fn format_outcome(outcome: &NodeOutcome) -> Vec<String> {
    match &outcome.status {
        NodeStatus::Written {
            path,
            attachments,
            failed_attachments,
            unresolved,
        } => {
            let detail = if *attachments > 0 {
                format!(" ({})", plural(*attachments, "attachment"))
            } else {
                String::new()
            };
            let mut lines = vec![format!("    {} \u{2192} {}{}", outcome.title, path, detail)];
            for failed in failed_attachments {
                lines.push(format!(
                    "        attachment {} failed: {}",
                    failed.filename, failed.message
                ));
            }
            if !unresolved.is_empty() {
                lines.push(format!("        {}", plural(unresolved.len(), "unresolved link")));
            }
            lines
        }
        NodeStatus::Failed(failure) => vec![format!("    {} FAILED: {}", outcome.title, failure)],
        NodeStatus::Cancelled => vec![format!("    {} (cancelled)", outcome.title)],
    }
}

/// Format the closing summary of a download.
pub fn format_download_report(report: &DownloadReport) -> Vec<String> {
    let mut lines = vec![format!(
        "Downloaded {} of {}, {}",
        report.written(),
        plural(report.outcomes.len(), "page"),
        plural(report.attachments(), "attachment")
    )];
    let failures: Vec<_> = report.failures().collect();
    if !failures.is_empty() {
        lines.push(format!("{} failed:", plural(failures.len(), "page")));
        for failure in failures {
            lines.push(format!("    {}", failure));
        }
    }
    if report.failed_attachments() > 0 {
        lines.push(format!(
            "{} could not be downloaded",
            plural(report.failed_attachments(), "attachment")
        ));
    }
    if report.cancelled() > 0 {
        lines.push(format!(
            "Interrupted: {} not downloaded",
            plural(report.cancelled(), "page")
        ));
    }
    lines
}

/// Format the result of a whole export run.
pub fn format_export_report(report: &ExportReport) -> Vec<String> {
    let mut lines = format_download_report(&report.download);
    let scan = &report.scan;
    let skipped = scan.pruned.len() + scan.cycles.len() + scan.duplicates.len() + scan.vanished.len();
    if skipped > 0 {
        lines.push(format!("Skipped during scan: {}", plural(skipped, "page")));
    }
    lines.push(format!(
        "{} \u{2192} {}",
        report.title,
        report.output_root.join("index.html").display()
    ));
    lines
}

/// Print the result of a whole export run to stdout.
pub fn print_export_report(report: &ExportReport) {
    for line in format_export_report(report) {
        println!("{}", line);
    }
}
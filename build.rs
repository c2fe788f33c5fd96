fn main() {
    // Re-run when HEAD moves so the embedded hash stays current.
    println!("cargo:rerun-if-changed=.git/HEAD");

    let hash = std::process::Command::new("git")
        .args(["rev-parse", "--short", "HEAD"])
        .output()
        .ok()
        .filter(|o| o.status.success())
        .map(|o| String::from_utf8_lossy(&o.stdout).trim().to_string())
        .unwrap_or_default();

    println!("cargo:rustc-env=SPACEDUMP_GIT_HASH={hash}");
}
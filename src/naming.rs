//! Local file naming for exported pages and attachments.
//!
//! Every page is written to `pages/<slug>--<id>.html`:
//!
//! - `Release Notes 2.0` with id `42` → `pages/Release-Notes-2-0--42.html`
//! - `Ärger & Co.` with id `7` → `pages/Ärger-Co--7.html`
//! - `???` with id `9` → `pages/page--9.html`
//!
//! The slug collapses every run of non-alphanumeric characters into a single
//! dash and never starts or ends with one, so it can never contain `--`. That
//! makes the first `--` in a file stem an unambiguous separator and lets the
//! sidebar parser recover the id from a link target alone. Ids that contain
//! characters unsafe in file names are percent-encoded.

use percent_encoding::{AsciiSet, NON_ALPHANUMERIC, percent_decode_str, utf8_percent_encode};

/// Directory (relative to the output root) holding rendered pages.
pub const PAGES_DIR: &str = "pages";

/// Directory (relative to the output root) holding downloaded attachments.
pub const ATTACHMENTS_DIR: &str = "attachments";

/// Directory under [`ATTACHMENTS_DIR`] shared by site icons and emoticons.
pub const ICONS_DIR: &str = "_icons";

/// Separator between slug and id in a page file stem.
const ID_SEPARATOR: &str = "--";

/// Characters kept verbatim when an id is embedded in a file name.
const ID_ESCAPE: &AsciiSet = &NON_ALPHANUMERIC.remove(b'-').remove(b'_').remove(b'.');

/// Characters escaped when a local path is used inside an `href` or URI.
pub(crate) const HREF_ESCAPE: &AsciiSet = &NON_ALPHANUMERIC
    .remove(b'-')
    .remove(b'_')
    .remove(b'.')
    .remove(b'~')
    .remove(b'/');

/// Result of splitting a page file stem like `Release-Notes--42`.
#[derive(Debug, Clone, PartialEq)]
pub struct ParsedPageName {
    pub slug: String,
    pub id: String,
}

/// Turn a title into a file-name-safe slug.
pub fn slugify(title: &str) -> String {
    let mut slug = String::with_capacity(title.len());
    let mut pending_dash = false;
    for c in title.chars() {
        if c.is_alphanumeric() {
            if pending_dash && !slug.is_empty() {
                slug.push('-');
            }
            pending_dash = false;
            slug.push(c);
        } else {
            pending_dash = true;
        }
    }
    if slug.is_empty() {
        "page".to_string()
    } else {
        slug
    }
}

/// Output-relative path (no extension) for a page.
pub fn local_path(title: &str, id: &str) -> String {
    format!("{PAGES_DIR}/{}", file_stem(title, id))
}

/// File stem for a page: `<slug>--<escaped id>`.
pub fn file_stem(title: &str, id: &str) -> String {
    format!(
        "{}{ID_SEPARATOR}{}",
        slugify(title),
        utf8_percent_encode(id, ID_ESCAPE)
    )
}

/// Split a page file stem back into slug and id.
///
/// Returns `None` when the stem does not follow the `<slug>--<id>` shape.
pub fn parse_file_stem(stem: &str) -> Option<ParsedPageName> {
    let (slug, raw_id) = stem.split_once(ID_SEPARATOR)?;
    if raw_id.is_empty() {
        return None;
    }
    let id = percent_decode_str(raw_id).decode_utf8().ok()?.into_owned();
    Some(ParsedPageName {
        slug: slug.to_string(),
        id,
    })
}

/// Make an arbitrary name safe to use as a single path component.
///
/// Replaces characters that are invalid on Windows, Linux or macOS with `_`
/// and strips surrounding whitespace and dots.
pub fn sanitize_filename(name: &str) -> String {
    let replaced: String = name
        .chars()
        .map(|c| match c {
            '<' | '>' | ':' | '"' | '/' | '\\' | '|' | '?' | '*' => '_',
            c if c.is_control() => '_',
            c => c,
        })
        .collect();
    let trimmed = replaced.trim().trim_matches('.').trim();
    if trimmed.is_empty() {
        "_".to_string()
    } else {
        trimmed.to_string()
    }
}

/// Output-relative path of an attachment.
pub fn attachment_path(node_id: &str, filename: &str) -> String {
    format!(
        "{ATTACHMENTS_DIR}/{}/{}",
        sanitize_filename(node_id),
        sanitize_filename(filename)
    )
}

/// Output-relative path of a site icon, keeping its sub-directories.
///
/// `emoticons/smile.svg` → `attachments/_icons/emoticons/smile.svg`.
pub fn icon_path(key: &str) -> String {
    let parts: Vec<String> = key
        .split('/')
        .filter(|p| !p.is_empty() && *p != "." && *p != "..")
        .map(sanitize_filename)
        .collect();
    format!("{ATTACHMENTS_DIR}/{ICONS_DIR}/{}", parts.join("/"))
}

/// Percent-encode a relative path for use in an `href`/`src` attribute.
pub fn href(path: &str) -> String {
    utf8_percent_encode(path, HREF_ESCAPE).to_string()
}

===

All of the entries above need to be reproduced verbatim.

fn format_outcome(outcome: &NodeOutcome) -> Vec<String> {
    match &outcome.status {
        NodeStatus::Written {
            path,
            attachments,
            failed_attachments,
            unresolved,
        } => {
            let detail = if *attachments > 0 {
                format!(" ({})", plural(*attachments, "attachment"))
            } else {
                String::new()
            };
            let mut lines = vec![format!("    {} \u{2192} {}{}", outcome.title, path, detail)];
            for failed in failed_attachments {
                lines.push(format!(
                    "        attachment {} failed: {}",
                    failed.filename, failed.message
                ));
            }
            if !unresolved.is_empty() {
                lines.push(format!("        {}", plural(unresolved.len(), "unresolved link")));
            }
            lines
        }
        NodeStatus::Failed(failure) => vec![format!("    {} FAILED: {}", outcome.title, failure)],
        NodeStatus::Cancelled => vec![format!("    {} (cancelled)", outcome.title)],
    }
}

/// Format the closing summary of a download.
pub fn format_download_report(report: &DownloadReport) -> Vec<String> {
    let mut lines = vec![format!(
        "Downloaded {} of {}, {}",
        report.written(),
        plural(report.outcomes.len(), "page"),
        plural(report.attachments(), "attachment")
    )];
    let failures: Vec<_> = report.failures().collect();
    if !failures.is_empty() {
        lines.push(format!("{} failed:", plural(failures.len(), "page")));
        for failure in failures {
            lines.push(format!("    {}", failure));
        }
    }
    if report.failed_attachments() > 0 {
        lines.push(format!(
            "{} could not be downloaded",
            plural(report.failed_attachments(), "attachment")
        ));
    }
    if report.cancelled() > 0 {
        lines.push(format!(
            "Interrupted: {} not downloaded",
            plural(report.cancelled(), "page")
        ));
    }
    lines
}

/// Format the result of a whole export run.
pub fn format_export_report(report: &ExportReport) -> Vec<String> {
    let mut lines = format_download_report(&report.download);
    let scan = &report.scan;
    let skipped = scan.pruned.len() + scan.cycles.len() + scan.duplicates.len() + scan.vanished.len();
    if skipped > 0 {
        lines.push(format!("Skipped during scan: {}", plural(skipped, "page")));
    }
    lines.push(format!(
        "{} \u{2192} {}",
        report.title,
        report.output_root.join("index.html").display()
    ));
    lines
}

/// Print the result of a whole export run to stdout.
pub fn print_export_report(report: &ExportReport) {
    for line in format_export_report(report) {
        println!("{}", line);
    }
}
filename build.rs
repository c2fe788f33c5fd96
fn main() {
    // Re-run when HEAD moves so the embedded hash stays current.
    println!("cargo:rerun-if-changed=.git/HEAD");

    let hash = std::process::Command::new("git")
        .args(["rev-parse", "--short", "HEAD"])
        .output()
        .ok()
        .filter(|o| o.status.success())
        .map(|o| String::from_utf8_lossy(&o.stdout).trim().to_string())
        .unwrap_or_default();

    println!("cargo:rustc-env=SPACEDUMP_GIT_HASH={hash}");
}
filename src/naming.rs
//! Local file naming for exported pages and attachments.
//!
//! Every page is written to `pages/<slug>--<id>.html`:
//!
//! - `Release Notes 2.0` with id `42` → `pages/Release-Notes-2-0--42.html`
//! - `Ärger & Co.` with id `7` → `pages/Ärger-Co--7.html`
//! - `???` with id `9` → `pages/page--9.html`
//!
//! The slug collapses every run of non-alphanumeric characters into a single
//! dash and never starts or ends with one, so it can never contain `--`. That
//! makes the first `--` in a file stem an unambiguous separator and lets the
//! sidebar parser recover the id from a link target alone. Ids that contain
//! characters unsafe in file names are percent-encoded.

use percent_encoding::{AsciiSet, NON_ALPHANUMERIC, percent_decode_str, utf8_percent_encode};

/// Directory (relative to the output root) holding rendered pages.
pub const PAGES_DIR: &str = "pages";

/// Directory (relative to the output root) holding downloaded attachments.
pub const ATTACHMENTS_DIR: &str = "attachments";

/// Directory under [`ATTACHMENTS_DIR`] shared by site icons and emoticons.
pub const ICONS_DIR: &str = "_icons";

/// Separator between slug and id in a page file stem.
const ID_SEPARATOR: &str = "--";

/// Characters kept verbatim when an id is embedded in a file name.
const ID_ESCAPE: &AsciiSet = &NON_ALPHANUMERIC.remove(b'-').remove(b'_').remove(b'.');

/// Characters escaped when a local path is used inside an `href` or URI.
pub(crate) const HREF_ESCAPE: &AsciiSet = &NON_ALPHANUMERIC
    .remove(b'-')
    .remove(b'_')
    .remove(b'.')
    .remove(b'~')
    .remove(b'/');

/// Result of splitting a page file stem like `Release-Notes--42`.
#[derive(Debug, Clone, PartialEq)]
pub struct ParsedPageName {
    pub slug: String,
    pub id: String,
}

/// Turn a title into a file-name-safe slug.
pub fn slugify(title: &str) -> String {
    let mut slug = String::with_capacity(title.len());
    let mut pending_dash = false;
    for c in title.chars() {
        if c.is_alphanumeric() {
            if pending_dash && !slug.is_empty() {
                slug.push('-');
            }
            pending_dash = false;
            slug.push(c);
        } else {
            pending_dash = true;
        }
    }
    if slug.is_empty() {
        "page".to_string()
    } else {
        slug
    }
}

/// Output-relative path (no extension) for a page.
pub fn local_path(title: &str, id: &str) -> String {
    format!("{PAGES_DIR}/{}", file_stem(title, id))
}

/// File stem for a page: `<slug>--<escaped id>`.
pub fn file_stem(title: &str, id: &str) -> String {
    format!(
        "{}{ID_SEPARATOR}{}",
        slugify(title),
        utf8_percent_encode(id, ID_ESCAPE)
    )
}

/// Split a page file stem back into slug and id.
///
/// Returns `None` when the stem does not follow the `<slug>--<id>` shape.
pub fn parse_file_stem(stem: &str) -> Option<ParsedPageName> {
    let (slug, raw_id) = stem.split_once(ID_SEPARATOR)?;
    if raw_id.is_empty() {
        return None;
    }
    let id = percent_decode_str(raw_id).decode_utf8().ok()?.into_owned();
    Some(ParsedPageName {
        slug: slug.to_string(),
        id,
    })
}

/// Make an arbitrary name safe to use as a single path component.
///
/// Replaces characters that are invalid on Windows, Linux or macOS with `_`
/// and strips surrounding whitespace and dots.
pub fn sanitize_filename(name: &str) -> String {
    let replaced: String = name
        .chars()
        .map(|c| match c {
            '<' | '>' | ':' | '"' | '/' | '\\' | '|' | '?' | '*' => '_',
            c if c.is_control() => '_',
            c => c,
        })
        .collect();
    let trimmed = replaced.trim().trim_matches('.').trim();
    if trimmed.is_empty() {
        "_".to_string()
    } else {
        trimmed.to_string()
    }
}

/// Output-relative path of an attachment.
pub fn attachment_path(node_id: &str, filename: &str) -> String {
    format!(
        "{ATTACHMENTS_DIR}/{}/{}",
        sanitize_filename(node_id),
        sanitize_filename(filename)
    )
}

/// Output-relative path of a site icon, keeping its sub-directories.
///
/// `emoticons/smile.svg` → `attachments/_icons/emoticons/smile.svg`.
pub fn icon_path(key: &str) -> String {
    let parts: Vec<String> = key
        .split('/')
        .filter(|p| !p.is_empty() && *p != "." && *p != "..")
        .map(sanitize_filename)
        .collect();
    format!("{ATTACHMENTS_DIR}/{ICONS_DIR}/{}", parts.join("/"))
}

/// Percent-encode a relative path for use in an `href`/`src` attribute.
pub fn href(path: &str) -> String {
    utf8_percent_encode(path, HREF_ESCAPE).to_string()
}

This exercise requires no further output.